While all this was happening with the movie, and as filming moved to a dusty small town in Nebraska, things were happening back at Amblin. Word got out that Steven had spoken well of me in a meeting. He had said that perhaps gay people were more creative because they used both sides of their brains. Steven didn’t care that I was gay; he celebrated it.
And suddenly, coworkers started coming out. It was like, well, the popcorn from the machine in the screening room. A kernel erupts here, another one there, then they start flying fast and furious. People who kind of seemed gay announced themselves. The woman who had Dennis Quaid pictures pasted everywhere around her desk and who constantly talked of what she would do with him if she had the chance — well, she was a lesbian. Straight people became hard to find, though some people were in fact heterosexual. That year, getting sponsors for the AIDS Walk became a chore. I had to look elsewhere.
I had to. One night, after falling and bleeding and “messing” himself, our friend David managed to call me. Karl and I got there and called 911. The paramedics came — and refused to take him to the hospital. They wouldn’t touch him. They gave us the number for a private ambulance and left. I didn’t know they could do that. I didn’t know they would do that. David died of complications from AIDS.
In September 1995, To Wong Foo, Thanks for Everything! Julie Newmar came out — pardon this pun too — and it opened at number 1 at the box office. And yet, perhaps it had been more successful than I had imagined it would be when I read the script. More seriously successful. More politically successful.
Eventually, Kathy Kennedy left Amblin and new co-presidents took her place. My contract wasn’t renewed. I interviewed at a couple of studios for production executive jobs like the one I had at Amblin. But the feedback was that my sensibilities were more “independent film” than “studio film.” I had gotten a gay film made, and while Steven was proud to make it, no studios saw it quite that way.
Just as I had suddenly decided I wanted to work in movies, I suddenly decided I didn’t. I answered a newspaper want ad (yes, those existed once) for an English teaching job, and that’s what I’ve been doing ever since. It’s a gift working with talented high school students eager to express their opinions and tell their stories. Students who are far braver and bolder than I was at their age.
Now it’s the 20th anniversary of the release of To Wong Foo, and so much has changed. Karl, my onetime “buddy,” is now my husband. We married in the pre-Proposition 8 window back in 2008, though we consider October 27, 1983, the day we first met, as our real wedding date. And now all of our gay and lesbian comrades can marry too, no matter what state of the union they live in. Drag queens are a bit passé. Transgender men and women are the focus now. HIV hasn’t gone away, but it’s manageable, not an automatic death sentence.
None of this means, of course, that the work is all done. There are so many battles still to fight, but at least now we have straight allies.

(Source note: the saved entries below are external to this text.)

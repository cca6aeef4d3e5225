//! Storage backends.
//!
//! Stores own keys and values; eviction order lives in the policies.

pub mod bounded;

pub use bounded::BoundedCache;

I’m definitely no Larry Kramer; I haven’t achieved an iota of what he’s done for not only the gay community but the human community. Yet when I think of To Wong Foo, I don’t think of merely a movie. I think of what it meant to make a movie about three out and proud gay men back in the mid-1990s. What it meant to have a major studio finance and release it. What it meant to have one of the preeminent men in the history of the film industry support it from day one, without any begging or convincing.
I think of how I didn’t realize all that it meant then, and I think of all that it means still.
MITCH KOHN worked in the film industry for almost 10 years, has worked as a high school English teacher for 16, and has been with his husband, Karl Lott, for 32.